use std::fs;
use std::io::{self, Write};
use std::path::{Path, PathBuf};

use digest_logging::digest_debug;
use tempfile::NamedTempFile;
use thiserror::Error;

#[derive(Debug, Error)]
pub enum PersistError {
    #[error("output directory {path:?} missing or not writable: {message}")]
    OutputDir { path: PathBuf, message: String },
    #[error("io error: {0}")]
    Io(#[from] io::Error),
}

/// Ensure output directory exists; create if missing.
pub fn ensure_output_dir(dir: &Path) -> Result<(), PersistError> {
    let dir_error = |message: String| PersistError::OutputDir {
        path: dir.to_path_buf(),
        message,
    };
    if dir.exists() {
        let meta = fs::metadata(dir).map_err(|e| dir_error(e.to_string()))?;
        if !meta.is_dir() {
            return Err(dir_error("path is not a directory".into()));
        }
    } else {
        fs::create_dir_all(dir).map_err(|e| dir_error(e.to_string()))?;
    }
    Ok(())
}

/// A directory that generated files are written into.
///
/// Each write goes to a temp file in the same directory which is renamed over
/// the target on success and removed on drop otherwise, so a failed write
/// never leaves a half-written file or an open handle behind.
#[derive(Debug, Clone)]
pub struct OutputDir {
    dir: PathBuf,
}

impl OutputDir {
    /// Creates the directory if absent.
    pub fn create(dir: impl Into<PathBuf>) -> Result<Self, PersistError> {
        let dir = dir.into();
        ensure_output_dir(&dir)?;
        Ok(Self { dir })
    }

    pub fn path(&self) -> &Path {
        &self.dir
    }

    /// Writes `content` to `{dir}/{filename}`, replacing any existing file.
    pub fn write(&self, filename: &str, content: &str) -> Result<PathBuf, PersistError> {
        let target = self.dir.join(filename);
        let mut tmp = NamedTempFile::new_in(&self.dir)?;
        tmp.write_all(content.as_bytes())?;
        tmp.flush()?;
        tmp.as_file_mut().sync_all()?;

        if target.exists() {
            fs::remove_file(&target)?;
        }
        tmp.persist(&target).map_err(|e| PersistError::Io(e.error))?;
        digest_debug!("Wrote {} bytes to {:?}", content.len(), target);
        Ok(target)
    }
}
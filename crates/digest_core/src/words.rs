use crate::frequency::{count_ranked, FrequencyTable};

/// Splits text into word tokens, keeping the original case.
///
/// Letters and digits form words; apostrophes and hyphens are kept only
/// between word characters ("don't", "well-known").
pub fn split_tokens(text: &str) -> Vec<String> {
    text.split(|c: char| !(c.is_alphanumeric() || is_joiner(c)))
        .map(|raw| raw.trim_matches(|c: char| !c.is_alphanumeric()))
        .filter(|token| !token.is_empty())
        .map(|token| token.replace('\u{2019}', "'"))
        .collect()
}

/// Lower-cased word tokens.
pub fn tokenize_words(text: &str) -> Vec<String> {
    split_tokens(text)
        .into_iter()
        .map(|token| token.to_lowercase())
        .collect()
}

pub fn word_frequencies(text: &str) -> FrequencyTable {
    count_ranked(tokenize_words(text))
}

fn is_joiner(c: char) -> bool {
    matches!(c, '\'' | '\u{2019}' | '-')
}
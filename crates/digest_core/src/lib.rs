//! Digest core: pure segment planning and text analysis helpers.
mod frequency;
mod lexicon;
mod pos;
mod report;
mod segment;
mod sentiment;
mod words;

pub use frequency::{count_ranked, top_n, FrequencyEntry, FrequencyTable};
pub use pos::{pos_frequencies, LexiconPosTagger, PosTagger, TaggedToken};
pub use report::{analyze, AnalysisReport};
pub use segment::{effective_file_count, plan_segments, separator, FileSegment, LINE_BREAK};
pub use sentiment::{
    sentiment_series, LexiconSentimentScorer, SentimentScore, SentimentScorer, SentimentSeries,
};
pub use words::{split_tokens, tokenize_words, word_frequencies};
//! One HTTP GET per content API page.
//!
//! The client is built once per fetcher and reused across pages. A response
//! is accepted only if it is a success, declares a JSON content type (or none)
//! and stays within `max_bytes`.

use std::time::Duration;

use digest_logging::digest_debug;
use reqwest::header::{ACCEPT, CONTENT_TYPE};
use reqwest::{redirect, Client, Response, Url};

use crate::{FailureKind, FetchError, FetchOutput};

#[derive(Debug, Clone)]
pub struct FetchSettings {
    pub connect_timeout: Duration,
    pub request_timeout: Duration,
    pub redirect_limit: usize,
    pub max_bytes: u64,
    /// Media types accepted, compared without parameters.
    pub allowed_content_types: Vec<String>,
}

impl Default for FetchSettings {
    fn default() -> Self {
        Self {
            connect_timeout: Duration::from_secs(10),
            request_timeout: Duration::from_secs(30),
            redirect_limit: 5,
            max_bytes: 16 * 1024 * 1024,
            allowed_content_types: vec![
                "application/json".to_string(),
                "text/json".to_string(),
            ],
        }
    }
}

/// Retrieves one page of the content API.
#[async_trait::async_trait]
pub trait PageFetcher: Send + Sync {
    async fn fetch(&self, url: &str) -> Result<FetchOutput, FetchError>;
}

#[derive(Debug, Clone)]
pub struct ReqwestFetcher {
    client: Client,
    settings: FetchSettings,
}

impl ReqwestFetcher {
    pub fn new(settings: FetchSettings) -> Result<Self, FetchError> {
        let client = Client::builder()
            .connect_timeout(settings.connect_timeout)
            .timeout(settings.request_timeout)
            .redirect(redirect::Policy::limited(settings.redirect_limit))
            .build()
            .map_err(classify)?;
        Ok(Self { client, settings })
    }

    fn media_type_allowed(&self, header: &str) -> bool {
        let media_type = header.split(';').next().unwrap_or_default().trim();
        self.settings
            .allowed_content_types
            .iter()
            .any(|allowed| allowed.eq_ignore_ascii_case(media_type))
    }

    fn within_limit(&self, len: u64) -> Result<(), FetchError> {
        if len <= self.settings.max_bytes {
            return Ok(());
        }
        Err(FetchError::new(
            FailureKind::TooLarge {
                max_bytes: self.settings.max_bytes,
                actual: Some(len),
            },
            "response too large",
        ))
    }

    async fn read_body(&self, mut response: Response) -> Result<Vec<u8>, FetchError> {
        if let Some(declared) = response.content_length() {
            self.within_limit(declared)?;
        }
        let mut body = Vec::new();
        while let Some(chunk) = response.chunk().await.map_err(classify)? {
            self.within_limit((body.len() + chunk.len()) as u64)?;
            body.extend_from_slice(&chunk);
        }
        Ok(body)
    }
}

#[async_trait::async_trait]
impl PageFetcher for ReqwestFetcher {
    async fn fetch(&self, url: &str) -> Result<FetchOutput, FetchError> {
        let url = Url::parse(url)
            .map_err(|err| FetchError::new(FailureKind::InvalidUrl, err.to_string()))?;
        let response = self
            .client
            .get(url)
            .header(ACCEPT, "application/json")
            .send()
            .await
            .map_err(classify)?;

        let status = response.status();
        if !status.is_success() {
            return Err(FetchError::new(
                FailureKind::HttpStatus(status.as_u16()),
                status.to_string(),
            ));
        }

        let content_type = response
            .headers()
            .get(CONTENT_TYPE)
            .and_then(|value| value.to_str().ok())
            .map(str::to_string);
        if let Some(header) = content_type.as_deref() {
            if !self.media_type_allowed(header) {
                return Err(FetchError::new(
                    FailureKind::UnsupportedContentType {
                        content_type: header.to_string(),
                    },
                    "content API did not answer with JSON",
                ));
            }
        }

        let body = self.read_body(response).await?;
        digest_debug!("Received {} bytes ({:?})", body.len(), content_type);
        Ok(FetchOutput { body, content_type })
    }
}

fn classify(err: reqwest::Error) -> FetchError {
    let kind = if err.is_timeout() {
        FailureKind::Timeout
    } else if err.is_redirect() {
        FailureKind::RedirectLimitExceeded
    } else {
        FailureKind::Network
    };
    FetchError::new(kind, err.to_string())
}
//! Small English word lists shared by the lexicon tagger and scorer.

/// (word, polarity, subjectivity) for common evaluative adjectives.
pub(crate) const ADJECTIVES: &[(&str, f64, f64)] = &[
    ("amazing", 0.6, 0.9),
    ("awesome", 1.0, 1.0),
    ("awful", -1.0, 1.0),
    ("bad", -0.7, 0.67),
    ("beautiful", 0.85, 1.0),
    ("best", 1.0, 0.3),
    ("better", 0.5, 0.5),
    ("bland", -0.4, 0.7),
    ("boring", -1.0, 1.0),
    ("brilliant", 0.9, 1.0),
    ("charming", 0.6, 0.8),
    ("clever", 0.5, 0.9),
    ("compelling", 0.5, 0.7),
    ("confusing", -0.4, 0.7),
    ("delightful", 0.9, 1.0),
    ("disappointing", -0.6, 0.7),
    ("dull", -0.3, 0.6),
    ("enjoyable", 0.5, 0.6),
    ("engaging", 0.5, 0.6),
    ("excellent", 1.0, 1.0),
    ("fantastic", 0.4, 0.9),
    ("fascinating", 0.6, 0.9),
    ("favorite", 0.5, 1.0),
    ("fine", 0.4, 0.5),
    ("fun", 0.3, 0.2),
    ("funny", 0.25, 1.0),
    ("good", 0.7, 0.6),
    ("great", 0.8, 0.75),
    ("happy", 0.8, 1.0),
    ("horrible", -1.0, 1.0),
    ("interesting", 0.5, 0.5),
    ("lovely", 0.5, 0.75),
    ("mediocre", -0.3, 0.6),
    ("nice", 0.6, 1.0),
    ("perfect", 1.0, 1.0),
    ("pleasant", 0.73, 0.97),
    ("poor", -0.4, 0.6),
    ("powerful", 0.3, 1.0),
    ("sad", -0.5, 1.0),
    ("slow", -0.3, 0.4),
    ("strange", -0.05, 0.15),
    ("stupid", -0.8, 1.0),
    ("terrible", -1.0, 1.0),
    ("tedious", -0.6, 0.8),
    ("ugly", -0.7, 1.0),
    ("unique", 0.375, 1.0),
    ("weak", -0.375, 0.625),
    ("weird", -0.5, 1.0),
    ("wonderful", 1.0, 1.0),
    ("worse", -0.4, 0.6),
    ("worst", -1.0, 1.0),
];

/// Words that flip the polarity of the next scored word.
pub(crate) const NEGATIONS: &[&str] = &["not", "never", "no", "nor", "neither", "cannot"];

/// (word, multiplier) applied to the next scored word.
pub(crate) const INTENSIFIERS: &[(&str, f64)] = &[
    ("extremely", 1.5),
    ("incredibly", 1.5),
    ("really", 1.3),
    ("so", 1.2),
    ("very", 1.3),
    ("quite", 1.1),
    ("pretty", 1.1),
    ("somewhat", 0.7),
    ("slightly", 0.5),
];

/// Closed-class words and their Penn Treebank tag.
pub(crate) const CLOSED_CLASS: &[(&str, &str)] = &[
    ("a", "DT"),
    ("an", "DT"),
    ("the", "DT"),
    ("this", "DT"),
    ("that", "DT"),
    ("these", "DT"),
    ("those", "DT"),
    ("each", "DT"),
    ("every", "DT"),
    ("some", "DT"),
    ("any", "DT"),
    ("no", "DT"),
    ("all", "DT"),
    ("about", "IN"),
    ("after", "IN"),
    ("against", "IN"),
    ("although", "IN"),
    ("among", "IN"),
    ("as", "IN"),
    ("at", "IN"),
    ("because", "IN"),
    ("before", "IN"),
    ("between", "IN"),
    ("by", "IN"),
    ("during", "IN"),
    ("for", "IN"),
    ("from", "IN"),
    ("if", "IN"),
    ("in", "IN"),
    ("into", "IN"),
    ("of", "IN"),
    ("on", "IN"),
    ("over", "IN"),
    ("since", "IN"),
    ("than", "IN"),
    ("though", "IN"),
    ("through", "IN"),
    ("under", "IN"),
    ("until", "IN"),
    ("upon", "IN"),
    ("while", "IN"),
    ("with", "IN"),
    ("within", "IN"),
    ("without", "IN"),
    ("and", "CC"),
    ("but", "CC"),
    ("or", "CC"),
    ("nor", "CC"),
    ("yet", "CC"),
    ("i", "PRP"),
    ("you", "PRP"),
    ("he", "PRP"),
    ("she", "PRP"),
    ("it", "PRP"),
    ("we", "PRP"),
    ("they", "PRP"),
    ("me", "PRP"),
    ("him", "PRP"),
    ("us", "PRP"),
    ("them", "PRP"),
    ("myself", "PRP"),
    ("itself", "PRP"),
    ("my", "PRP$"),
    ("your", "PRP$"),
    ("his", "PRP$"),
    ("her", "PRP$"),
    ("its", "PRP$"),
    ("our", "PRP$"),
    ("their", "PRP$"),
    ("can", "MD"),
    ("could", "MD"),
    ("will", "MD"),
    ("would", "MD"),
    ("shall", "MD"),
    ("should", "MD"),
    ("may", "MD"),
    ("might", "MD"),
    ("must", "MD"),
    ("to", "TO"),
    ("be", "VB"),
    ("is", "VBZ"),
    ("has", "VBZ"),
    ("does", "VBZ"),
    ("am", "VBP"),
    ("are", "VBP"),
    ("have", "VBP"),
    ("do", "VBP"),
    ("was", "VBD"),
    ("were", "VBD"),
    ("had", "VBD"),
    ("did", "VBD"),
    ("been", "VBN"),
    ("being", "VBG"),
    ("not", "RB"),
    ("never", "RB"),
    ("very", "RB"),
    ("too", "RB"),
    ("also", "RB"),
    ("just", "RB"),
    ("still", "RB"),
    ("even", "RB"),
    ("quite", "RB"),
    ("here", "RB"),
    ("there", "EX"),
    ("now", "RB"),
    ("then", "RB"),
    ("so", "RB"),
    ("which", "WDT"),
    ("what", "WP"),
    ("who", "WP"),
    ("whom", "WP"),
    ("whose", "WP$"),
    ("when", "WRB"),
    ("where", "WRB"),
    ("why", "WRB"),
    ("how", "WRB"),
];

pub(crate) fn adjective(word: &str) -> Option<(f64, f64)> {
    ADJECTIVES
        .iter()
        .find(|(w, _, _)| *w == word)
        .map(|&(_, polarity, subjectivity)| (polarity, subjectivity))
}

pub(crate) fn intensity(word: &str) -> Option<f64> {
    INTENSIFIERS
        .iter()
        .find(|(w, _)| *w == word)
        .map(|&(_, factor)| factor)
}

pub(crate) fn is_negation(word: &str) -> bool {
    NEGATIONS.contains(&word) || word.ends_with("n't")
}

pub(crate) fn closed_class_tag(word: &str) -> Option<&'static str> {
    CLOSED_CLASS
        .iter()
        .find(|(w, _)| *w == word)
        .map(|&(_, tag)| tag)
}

---

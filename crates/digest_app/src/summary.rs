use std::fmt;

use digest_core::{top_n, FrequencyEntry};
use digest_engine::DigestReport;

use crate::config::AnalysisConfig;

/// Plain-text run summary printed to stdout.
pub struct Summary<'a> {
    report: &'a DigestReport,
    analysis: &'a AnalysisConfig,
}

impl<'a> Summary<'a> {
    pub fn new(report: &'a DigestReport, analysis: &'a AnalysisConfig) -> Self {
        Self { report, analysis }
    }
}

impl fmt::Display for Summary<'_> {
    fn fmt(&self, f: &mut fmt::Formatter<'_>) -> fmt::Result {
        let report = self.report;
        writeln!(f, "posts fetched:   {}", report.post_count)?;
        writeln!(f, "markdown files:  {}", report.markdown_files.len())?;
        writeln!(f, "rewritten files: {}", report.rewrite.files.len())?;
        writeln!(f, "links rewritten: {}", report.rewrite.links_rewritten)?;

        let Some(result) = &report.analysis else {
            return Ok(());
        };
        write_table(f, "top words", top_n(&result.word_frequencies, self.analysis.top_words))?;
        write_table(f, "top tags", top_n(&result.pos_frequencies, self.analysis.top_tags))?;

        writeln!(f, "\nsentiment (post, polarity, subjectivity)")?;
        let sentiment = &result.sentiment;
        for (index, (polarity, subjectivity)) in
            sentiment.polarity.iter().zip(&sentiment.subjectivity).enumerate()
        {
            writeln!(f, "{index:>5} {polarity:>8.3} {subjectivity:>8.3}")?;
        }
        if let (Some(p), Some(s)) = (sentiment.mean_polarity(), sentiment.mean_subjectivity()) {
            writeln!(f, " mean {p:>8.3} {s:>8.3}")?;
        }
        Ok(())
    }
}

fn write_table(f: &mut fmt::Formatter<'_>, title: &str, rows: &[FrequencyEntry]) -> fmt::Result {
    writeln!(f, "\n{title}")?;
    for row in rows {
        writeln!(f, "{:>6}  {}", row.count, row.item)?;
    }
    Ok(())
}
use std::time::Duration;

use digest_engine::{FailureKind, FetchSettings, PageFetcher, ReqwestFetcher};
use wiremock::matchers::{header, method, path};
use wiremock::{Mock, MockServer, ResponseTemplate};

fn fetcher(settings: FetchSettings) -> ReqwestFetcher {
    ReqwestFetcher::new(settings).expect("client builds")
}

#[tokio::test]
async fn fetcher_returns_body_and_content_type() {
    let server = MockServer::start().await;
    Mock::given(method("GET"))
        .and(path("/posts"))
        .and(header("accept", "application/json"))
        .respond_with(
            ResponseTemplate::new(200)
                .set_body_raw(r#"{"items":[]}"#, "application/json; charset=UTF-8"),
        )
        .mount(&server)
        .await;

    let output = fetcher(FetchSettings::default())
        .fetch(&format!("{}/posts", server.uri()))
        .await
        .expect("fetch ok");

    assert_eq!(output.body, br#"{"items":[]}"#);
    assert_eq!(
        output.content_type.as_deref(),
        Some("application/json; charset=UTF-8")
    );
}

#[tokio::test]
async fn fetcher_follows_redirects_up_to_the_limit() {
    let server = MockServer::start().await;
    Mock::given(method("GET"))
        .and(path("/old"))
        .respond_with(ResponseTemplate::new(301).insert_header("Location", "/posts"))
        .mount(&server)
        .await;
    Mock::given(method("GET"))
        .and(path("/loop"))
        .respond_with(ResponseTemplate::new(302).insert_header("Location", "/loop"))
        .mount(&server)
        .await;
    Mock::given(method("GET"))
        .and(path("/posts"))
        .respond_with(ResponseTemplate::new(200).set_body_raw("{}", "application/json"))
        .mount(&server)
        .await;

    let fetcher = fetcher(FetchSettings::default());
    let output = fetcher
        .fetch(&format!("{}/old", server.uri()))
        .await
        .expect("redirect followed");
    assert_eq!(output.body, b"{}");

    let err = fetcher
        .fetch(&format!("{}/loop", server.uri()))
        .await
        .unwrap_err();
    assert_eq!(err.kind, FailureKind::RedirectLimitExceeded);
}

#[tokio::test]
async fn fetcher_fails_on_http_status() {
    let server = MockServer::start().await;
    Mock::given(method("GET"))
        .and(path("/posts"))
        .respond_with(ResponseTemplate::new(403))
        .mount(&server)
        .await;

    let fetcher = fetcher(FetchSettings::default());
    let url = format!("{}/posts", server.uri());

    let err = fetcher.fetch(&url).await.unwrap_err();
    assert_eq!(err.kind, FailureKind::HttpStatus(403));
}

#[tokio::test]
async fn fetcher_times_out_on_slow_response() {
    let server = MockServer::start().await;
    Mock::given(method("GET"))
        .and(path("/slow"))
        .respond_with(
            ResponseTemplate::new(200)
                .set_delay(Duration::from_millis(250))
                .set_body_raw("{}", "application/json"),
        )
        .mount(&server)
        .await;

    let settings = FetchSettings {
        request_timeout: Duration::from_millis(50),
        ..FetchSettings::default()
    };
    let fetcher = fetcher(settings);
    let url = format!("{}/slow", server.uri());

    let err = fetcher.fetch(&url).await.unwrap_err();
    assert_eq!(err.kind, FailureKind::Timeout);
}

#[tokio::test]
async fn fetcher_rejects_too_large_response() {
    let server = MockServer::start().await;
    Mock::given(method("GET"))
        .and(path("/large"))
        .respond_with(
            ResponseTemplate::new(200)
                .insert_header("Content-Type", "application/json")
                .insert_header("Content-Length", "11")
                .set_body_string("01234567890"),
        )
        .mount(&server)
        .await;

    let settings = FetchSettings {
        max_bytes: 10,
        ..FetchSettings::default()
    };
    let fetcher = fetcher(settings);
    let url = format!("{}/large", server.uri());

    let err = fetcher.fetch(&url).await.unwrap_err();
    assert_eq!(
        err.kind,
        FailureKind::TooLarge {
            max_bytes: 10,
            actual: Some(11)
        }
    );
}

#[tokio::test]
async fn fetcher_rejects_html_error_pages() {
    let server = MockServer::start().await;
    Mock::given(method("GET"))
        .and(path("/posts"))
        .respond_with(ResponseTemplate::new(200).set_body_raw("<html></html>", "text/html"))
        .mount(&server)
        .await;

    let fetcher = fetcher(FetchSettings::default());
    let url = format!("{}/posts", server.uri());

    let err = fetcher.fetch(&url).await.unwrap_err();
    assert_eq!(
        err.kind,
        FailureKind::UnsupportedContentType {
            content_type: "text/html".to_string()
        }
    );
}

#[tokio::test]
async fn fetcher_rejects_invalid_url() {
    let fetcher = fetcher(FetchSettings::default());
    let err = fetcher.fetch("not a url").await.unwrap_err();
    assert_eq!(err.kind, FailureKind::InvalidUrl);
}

--

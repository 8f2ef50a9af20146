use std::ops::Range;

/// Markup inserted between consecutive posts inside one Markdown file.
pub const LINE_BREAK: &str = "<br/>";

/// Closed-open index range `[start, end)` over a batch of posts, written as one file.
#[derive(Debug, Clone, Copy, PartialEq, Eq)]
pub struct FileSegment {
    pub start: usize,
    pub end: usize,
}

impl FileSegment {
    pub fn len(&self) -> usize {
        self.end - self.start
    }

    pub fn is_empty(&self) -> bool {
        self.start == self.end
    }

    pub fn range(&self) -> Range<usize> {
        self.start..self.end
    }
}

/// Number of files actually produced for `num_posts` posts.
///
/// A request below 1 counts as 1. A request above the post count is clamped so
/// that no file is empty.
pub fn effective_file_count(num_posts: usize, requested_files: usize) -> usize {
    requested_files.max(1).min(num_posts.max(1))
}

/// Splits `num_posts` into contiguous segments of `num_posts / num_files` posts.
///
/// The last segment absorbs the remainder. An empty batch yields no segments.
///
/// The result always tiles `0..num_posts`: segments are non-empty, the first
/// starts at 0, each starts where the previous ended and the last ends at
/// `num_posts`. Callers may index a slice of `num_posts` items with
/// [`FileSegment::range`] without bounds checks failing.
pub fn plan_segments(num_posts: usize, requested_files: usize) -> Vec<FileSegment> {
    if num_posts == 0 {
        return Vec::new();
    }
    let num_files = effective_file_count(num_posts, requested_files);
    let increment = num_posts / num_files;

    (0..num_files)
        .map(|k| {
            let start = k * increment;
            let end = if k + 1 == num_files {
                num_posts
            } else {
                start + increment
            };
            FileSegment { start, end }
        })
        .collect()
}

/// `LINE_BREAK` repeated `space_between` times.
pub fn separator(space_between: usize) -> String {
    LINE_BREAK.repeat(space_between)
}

### About this task
Identify the lines of the entries containing the string "rows". Copy each such line.

### Result of the exercise
fn write_table(f: &mut fmt::Formatter<'_>, title: &str, rows: &[FrequencyEntry]) -> fmt::Result {
    for row in rows {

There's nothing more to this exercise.